There’s no shame in tapping out if that’s what you need, and it doesn’t mean you can never return to art later on. There’s no right way to do life, and none of the decisions you make now (or ever, really) will irreversibly close doors for you. You can always return after a break, and your practice might be better for the time away.
“Ask some chunky questions. What makes you happy? Is it art? What about it? Making it? Writing about it? Talking about it?”
Here’s what we did when we graduated in 2016: we both moved back in with our mums, so we didn’t have to worry about rent. For Zarina, this was north London. For Gab, this was Liverpool. We both got part-time jobs; Gabrielle worked in a shoe shop, for a charity, and now she runs Output (a gallery in Liverpool city centre). If you want to find out how that last job came about, she wrote a text about it too.
Zarina ran the social media accounts for a series of shitty start-ups, did copywriting for more shitty start-ups, worked at a VIP travel company, and now works at a sustainable fashion social enterprise. She prefers having a part-time job outside the art world, and makes more money in her current job than she would for the same job in an arts institution.
We’ve always had part-time jobs alongside White Pube. Gabrielle moved out in summer last year, but Zarina still lives with her mum. None of these things are signs of failure, they’re just the reality of an arts career, so don’t be hard on yourself.
Life is mad, but you’ve achieved so much just getting this far, and at a time like this! We’re proud of you all. You’re gonna knock ’em dead.
Culture Therapy: Let Art Solve Your Problems
There’s a certain amount of bravery and creativity required to play an open world role-playing game, but there’s also a certain amount of bravery and creativity needed just to live. If you are at the threshold of a new phase in your life, it can feel just like the beginning of a game.

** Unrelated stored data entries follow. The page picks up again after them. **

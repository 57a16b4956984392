//! Console storyteller.
//!
//! Reads one line per turn from stdin and routes it. When a new story is
//! requested inside a running conversation the driver asks for `y`/`n` and
//! switches to the freshly started conversation on `y`. `exit` or `quit`
//! leave.

use std::error::Error;
use std::sync::Arc;

use tokio::io::{AsyncBufReadExt, AsyncWriteExt, BufReader, Lines, Stdin};
use tracing::{info, warn};
use tracing_subscriber::{layer::SubscriberExt, util::SubscriberInitExt};

use storyteller::adapters::ai::OpenAIBackend;
use storyteller::adapters::postgres::{self, PostgresMessageLog};
use storyteller::adapters::storage::InMemoryMessageLog;
use storyteller::application::{
    ConfirmNewStoryCommand, ConfirmNewStoryHandler, ConfirmNewStoryResult, IntentClassifier,
    RouteTurnCommand, RouteTurnHandler, RouteTurnResult, StoryGenerator,
};
use storyteller::config::{AppConfig, ConfigError, LoggingConfig};
use storyteller::domain::foundation::{AccountId, ConversationId};
use storyteller::ports::{GenerationBackend, MessageLog};

type Input = Lines<BufReader<Stdin>>;

#[tokio::main]
async fn main() -> Result<(), Box<dyn Error>> {
    let config = AppConfig::load()?;
    init_tracing(&config.logging);
    config.validate().map_err(ConfigError::ValidationFailed)?;

    let log: Arc<dyn MessageLog> = match &config.database {
        Some(database) => {
            let pool = postgres::connect(database).await?;
            info!("Using PostgreSQL message log");
            Arc::new(PostgresMessageLog::new(pool))
        }
        None => {
            info!("No database configured, keeping conversations in memory");
            Arc::new(InMemoryMessageLog::new())
        }
    };

    let backend: Arc<dyn GenerationBackend> =
        Arc::new(OpenAIBackend::new(config.ai.openai_config()?)?);
    let backend_info = backend.backend_info();
    info!(backend = %backend_info.name, model = %backend_info.model, "Generation backend ready");

    let generator = StoryGenerator::new(backend.clone(), config.ai.generation_settings());
    let classifier = IntentClassifier::new(backend);
    let router = RouteTurnHandler::new(log.clone(), classifier, generator.clone());
    let confirmer = ConfirmNewStoryHandler::new(log, generator);

    let account = AccountId::new(config.console.account.as_str())?;

    chat(&router, &confirmer, account).await
}

fn init_tracing(logging: &LoggingConfig) {
    let registry = tracing_subscriber::registry().with(logging.env_filter());
    if logging.json {
        registry
            .with(tracing_subscriber::fmt::layer().json().with_writer(std::io::stderr))
            .init();
    } else {
        registry
            .with(tracing_subscriber::fmt::layer().with_writer(std::io::stderr))
            .init();
    }
}

async fn chat(
    router: &RouteTurnHandler,
    confirmer: &ConfirmNewStoryHandler,
    account: AccountId,
) -> Result<(), Box<dyn Error>> {
    let mut input: Input = BufReader::new(tokio::io::stdin()).lines();
    let mut conversation: Option<ConversationId> = None;

    say("What story would you like to hear? (type 'exit' to leave)").await?;

    while let Some(line) = prompt(&mut input, "> ").await? {
        let text = line.trim();
        if text.is_empty() {
            continue;
        }
        if text.eq_ignore_ascii_case("exit") || text.eq_ignore_ascii_case("quit") {
            break;
        }

        let mut cmd = RouteTurnCommand::new(account.clone(), text);
        if let Some(id) = conversation {
            cmd = cmd.in_conversation(id);
        }

        match router.handle(cmd).await {
            Ok(RouteTurnResult::Reply {
                reply,
                conversation_id,
            }) => {
                conversation = Some(conversation_id);
                say(&reply).await?;
            }
            Ok(RouteTurnResult::ConfirmationRequired {
                prompt: question,
                conversation_id,
            }) => {
                let Some(answer) = prompt(&mut input, &format!("{question} ")).await? else {
                    break;
                };
                let confirm = ConfirmNewStoryCommand {
                    account_id: account.clone(),
                    text: text.to_string(),
                    confirmation: answer,
                    conversation_id: Some(conversation_id),
                };
                match confirmer.handle(confirm).await {
                    Ok(ConfirmNewStoryResult::Started {
                        reply,
                        conversation_id,
                    }) => {
                        conversation = Some(conversation_id);
                        say(&reply).await?;
                    }
                    Ok(ConfirmNewStoryResult::Cancelled { message }) => say(&message).await?,
                    Err(e) => {
                        warn!(code = ?e.error_code(), error = %e, "Confirmation failed");
                        say(&format!("Sorry, {e}")).await?;
                    }
                }
            }
            Err(e) => {
                warn!(code = ?e.error_code(), error = %e, "Turn failed");
                say(&format!("Sorry, {e}")).await?;
            }
        }
    }

    say("Goodbye!").await?;
    Ok(())
}

async fn prompt(input: &mut Input, label: &str) -> std::io::Result<Option<String>> {
    let mut stdout = tokio::io::stdout();
    stdout.write_all(label.as_bytes()).await?;
    stdout.flush().await?;
    input.next_line().await
}

async fn say(text: &str) -> std::io::Result<()> {
    let mut stdout = tokio::io::stdout();
    stdout.write_all(format!("{text}\n\n").as_bytes()).await?;
    stdout.flush().await
}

A virtual dry-run might inspire you. Try Red Dead, The Witcher, Skyrim, Breath of the Wild, Ghost of Tsushima, or God of War. Death Stranding is a favourite, but there are more light-hearted titles such as Stardew Valley too.
We have just finished playing Red Dead Redemption 2. Starting an open-world game initially felt quite scary: we could go anywhere, do anything! It was jarring. But by the time the credits rolled, 60-odd hours later, we were proud that we found the bravery and creativity needed to play a game like that.
“When playing games like this, we find that we plan things out more in our real-life day-to-day”
Speaking to other friends who had also completed it, we realised all of us had played a slightly different story because of the places and people we’d encountered, and the order we’d approached it all.
When playing games like this, we find that we plan things out more in our real-life day-to-day. We think about our purpose, and what we need to achieve. And just as in an RPG, we also remember to look after ourselves. Perhaps a game like this could offer you a virtual training exercise too, as well as inspiration to create your own story.